Recorded data:
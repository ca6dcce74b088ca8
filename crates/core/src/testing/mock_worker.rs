//! Mock render worker for testing.

use std::collections::{HashMap, VecDeque};
use std::sync::atomic::{AtomicUsize, Ordering};
use std::sync::{Arc, Mutex};
use std::time::Duration;

use async_trait::async_trait;
use chrono::Utc;

use crate::job::keys::chunk_key;
use crate::job::{ArtifactRefs, ChunkJob, ChunkResult, ChunkStatus, StreamKind};
use crate::progress::{ProgressEvent, ProgressHandle};
use crate::retry::WorkerError;
use crate::storage::ObjectStore;
use crate::worker::{JobContext, RenderWorker};

/// Scripted outcome of one attempt.
#[derive(Debug, Clone)]
enum Scripted {
    Fail(WorkerError),
    /// Writes a partial segment, then never returns.
    Hang,
}

/// Mock implementation of the RenderWorker trait.
///
/// Succeeds by default, writing one deterministic segment per stream to the
/// store. Outcomes can be scripted per chunk; scripts are consumed one per
/// attempt, in the order they were added.
///
/// # Example
///
/// ```rust,ignore
/// let worker = MockWorker::new(store.clone())
///     .with_delay(Duration::from_millis(10))
///     .fail_chunk(1, WorkerError::flaky("Target closed"))
///     .hang_chunk(2);
/// ```
pub struct MockWorker {
    store: Arc<dyn ObjectStore>,
    delay: Duration,
    chunk_delays: HashMap<usize, Duration>,
    scripts: Mutex<HashMap<usize, VecDeque<Scripted>>>,
    invocations: Mutex<Vec<ChunkJob>>,
    in_flight: Arc<AtomicUsize>,
    max_in_flight: AtomicUsize,
}

impl MockWorker {
    /// Create a new mock worker writing segments to `store`.
    pub fn new(store: Arc<dyn ObjectStore>) -> Self {
        Self {
            store,
            delay: Duration::ZERO,
            chunk_delays: HashMap::new(),
            scripts: Mutex::new(HashMap::new()),
            invocations: Mutex::new(Vec::new()),
            in_flight: Arc::new(AtomicUsize::new(0)),
            max_in_flight: AtomicUsize::new(0),
        }
    }

    /// Delay applied to every attempt.
    pub fn with_delay(mut self, delay: Duration) -> Self {
        self.delay = delay;
        self
    }

    /// Delay applied to every attempt of one chunk.
    pub fn with_chunk_delay(mut self, chunk_index: usize, delay: Duration) -> Self {
        self.chunk_delays.insert(chunk_index, delay);
        self
    }

    /// Queues a failure for the next unscripted attempt of a chunk.
    pub fn fail_chunk(self, chunk_index: usize, error: WorkerError) -> Self {
        self.script(chunk_index, Scripted::Fail(error))
    }

    /// Queues an attempt that never completes.
    pub fn hang_chunk(self, chunk_index: usize) -> Self {
        self.script(chunk_index, Scripted::Hang)
    }

    fn script(self, chunk_index: usize, outcome: Scripted) -> Self {
        if let Ok(mut scripts) = self.scripts.lock() {
            scripts.entry(chunk_index).or_default().push_back(outcome);
        }
        self
    }

    /// Every invocation received, in call order.
    pub fn invocations(&self) -> Vec<ChunkJob> {
        self.invocations
            .lock()
            .map(|i| i.clone())
            .unwrap_or_default()
    }

    /// Number of invocations received.
    pub fn invocation_count(&self) -> usize {
        self.invocations.lock().map(|i| i.len()).unwrap_or(0)
    }

    /// Highest number of attempts that were running at once.
    pub fn max_in_flight(&self) -> usize {
        self.max_in_flight.load(Ordering::SeqCst)
    }

    fn next_script(&self, chunk_index: usize) -> Option<Scripted> {
        self.scripts
            .lock()
            .ok()
            .and_then(|mut s| s.get_mut(&chunk_index).and_then(VecDeque::pop_front))
    }

    async fn write_segments(
        &self,
        job: &ChunkJob,
        ctx: &JobContext,
    ) -> Result<ArtifactRefs, WorkerError> {
        let prefix = ctx.prefix();
        let mut refs = ArtifactRefs::default();
        for (stream, wanted) in [
            (StreamKind::Video, ctx.metadata.has_video()),
            (StreamKind::Audio, ctx.metadata.has_audio()),
        ] {
            if !wanted {
                continue;
            }
            let key = chunk_key(&prefix, job.chunk_index, stream);
            let body = format!(
                "[{} {}-{}]",
                stream.as_str(),
                job.frame_range.start,
                job.frame_range.end
            );
            self.store
                .put(&key, body.into_bytes())
                .await
                .map_err(|e| WorkerError::failure(e.to_string()))?;
            match stream {
                StreamKind::Video => refs.video = Some(key),
                StreamKind::Audio => refs.audio = Some(key),
            }
        }
        Ok(refs)
    }
}

/// Decrements the in-flight counter when an attempt ends or is dropped.
struct InFlight(Arc<AtomicUsize>);

impl Drop for InFlight {
    fn drop(&mut self) {
        self.0.fetch_sub(1, Ordering::SeqCst);
    }
}

#[async_trait]
impl RenderWorker for MockWorker {
    fn name(&self) -> &str {
        "mock"
    }

    async fn invoke(
        &self,
        job: &ChunkJob,
        ctx: &JobContext,
        progress: ProgressHandle,
    ) -> Result<ChunkResult, WorkerError> {
        if let Ok(mut invocations) = self.invocations.lock() {
            invocations.push(job.clone());
        }
        let running = self.in_flight.fetch_add(1, Ordering::SeqCst) + 1;
        self.max_in_flight.fetch_max(running, Ordering::SeqCst);
        let _guard = InFlight(self.in_flight.clone());

        let started_at = Utc::now();
        let delay = self
            .chunk_delays
            .get(&job.chunk_index)
            .copied()
            .unwrap_or(self.delay);

        match self.next_script(job.chunk_index) {
            Some(Scripted::Hang) => {
                let key = chunk_key(&ctx.prefix(), job.chunk_index, StreamKind::Video);
                let _ = self.store.put(&key, b"partial".to_vec()).await;
                std::future::pending::<Result<ChunkResult, WorkerError>>().await
            }
            Some(Scripted::Fail(error)) => {
                tokio::time::sleep(delay).await;
                Err(error)
            }
            None => {
                tokio::time::sleep(delay).await;
                progress
                    .emit(ProgressEvent::Rendering {
                        chunk_index: job.chunk_index,
                        frames_rendered: job.frame_range.len(),
                    })
                    .await;
                let artifacts = self.write_segments(job, ctx).await?;
                Ok(ChunkResult {
                    chunk_index: job.chunk_index,
                    attempt: job.attempt,
                    status: ChunkStatus::Success,
                    frames_rendered: job.frame_range.len(),
                    started_at,
                    ended_at: Utc::now(),
                    artifacts,
                    error: None,
                })
            }
        }
    }
}
//! In-memory object store.

use std::collections::BTreeMap;

use async_trait::async_trait;
use chrono::Utc;
use tokio::sync::RwLock;

use super::error::StorageError;
use super::traits::{content_hash, ObjectInfo, ObjectStore};

struct StoredObject {
    info: ObjectInfo,
    bytes: Vec<u8>,
}

/// Object store kept entirely in process memory.
#[derive(Default)]
pub struct InMemoryObjectStore {
    objects: RwLock<BTreeMap<String, StoredObject>>,
}

impl InMemoryObjectStore {
    pub fn new() -> Self {
        Self::default()
    }

    /// Number of stored objects.
    pub async fn len(&self) -> usize {
        self.objects.read().await.len()
    }

    pub async fn is_empty(&self) -> bool {
        self.objects.read().await.is_empty()
    }

    /// All stored keys in order.
    pub async fn keys(&self) -> Vec<String> {
        self.objects.read().await.keys().cloned().collect()
    }
}

#[async_trait]
impl ObjectStore for InMemoryObjectStore {
    fn name(&self) -> &str {
        "memory"
    }

    async fn put(&self, key: &str, bytes: Vec<u8>) -> Result<ObjectInfo, StorageError> {
        if key.is_empty() {
            return Err(StorageError::invalid_key(key, "empty key"));
        }
        let info = ObjectInfo {
            key: key.to_string(),
            size: bytes.len() as u64,
            last_modified: Utc::now(),
            etag: Some(content_hash(&bytes)),
        };
        self.objects.write().await.insert(
            key.to_string(),
            StoredObject {
                info: info.clone(),
                bytes,
            },
        );
        Ok(info)
    }

    async fn get(&self, key: &str) -> Result<Vec<u8>, StorageError> {
        self.objects
            .read()
            .await
            .get(key)
            .map(|o| o.bytes.clone())
            .ok_or_else(|| StorageError::not_found(key))
    }

    async fn list(&self, prefix: &str) -> Result<Vec<ObjectInfo>, StorageError> {
        let objects = self.objects.read().await;
        Ok(objects
            .range(prefix.to_string()..)
            .take_while(|(k, _)| k.starts_with(prefix))
            .map(|(_, o)| o.info.clone())
            .collect())
    }

    async fn delete(&self, keys: &[String]) -> Result<usize, StorageError> {
        let mut objects = self.objects.write().await;
        Ok(keys.iter().filter(|k| objects.remove(*k).is_some()).count())
    }
}

#[cfg(test)]
mod tests {
    use super::*;

    #[tokio::test]
    async fn test_put_get_list() {
        let store = InMemoryObjectStore::new();
        store.put("renders/a/x", b"1".to_vec()).await.unwrap();
        store.put("renders/a/y", b"22".to_vec()).await.unwrap();
        store.put("renders/b/z", b"333".to_vec()).await.unwrap();

        let listed = store.list("renders/a/").await.unwrap();
        let keys: Vec<_> = listed.iter().map(|o| o.key.as_str()).collect();
        assert_eq!(keys, vec!["renders/a/x", "renders/a/y"]);
        assert_eq!(listed[1].size, 2);
        assert_eq!(store.get("renders/b/z").await.unwrap(), b"333");
    }

    #[tokio::test]
    async fn test_delete_is_idempotent() {
        let store = InMemoryObjectStore::new();
        store.put("k", b"v".to_vec()).await.unwrap();
        let keys = vec!["k".to_string(), "missing".to_string()];

        assert_eq!(store.delete(&keys).await.unwrap(), 1);
        assert_eq!(store.delete(&keys).await.unwrap(), 0);
        assert!(store.is_empty().await);
    }

    #[tokio::test]
    async fn test_get_missing() {
        let store = InMemoryObjectStore::new();
        assert!(matches!(
            store.get("nope").await,
            Err(StorageError::NotFound { .. })
        ));
    }

    #[tokio::test]
    async fn test_json_helpers() {
        let store = InMemoryObjectStore::new();
        let value = serde_json::json!({"frames": 100});
        crate::storage::put_json(&store, "meta.json", &value)
            .await
            .unwrap();
        let back: serde_json::Value = crate::storage::get_json(&store, "meta.json")
            .await
            .unwrap();
        assert_eq!(back, value);
    }
}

→ PROMPT: Transcribe the records above exactly, from the opening line down to and including the line with "#[derive(Debug, Clone)]".

→ SOLUTION TO THE PROBLEM:
repository ca6dcce74b088ca8
filename crates/core/src/testing/mock_worker.rs
//! Mock render worker for testing.

use std::collections::{HashMap, VecDeque};
use std::sync::atomic::{AtomicUsize, Ordering};
use std::sync::{Arc, Mutex};
use std::time::Duration;

use async_trait::async_trait;
use chrono::Utc;

use crate::job::keys::chunk_key;
use crate::job::{ArtifactRefs, ChunkJob, ChunkResult, ChunkStatus, StreamKind};
use crate::progress::{ProgressEvent, ProgressHandle};
use crate::retry::WorkerError;
use crate::storage::ObjectStore;
use crate::worker::{JobContext, RenderWorker};

/// Scripted outcome of one attempt.
#[derive(Debug, Clone)]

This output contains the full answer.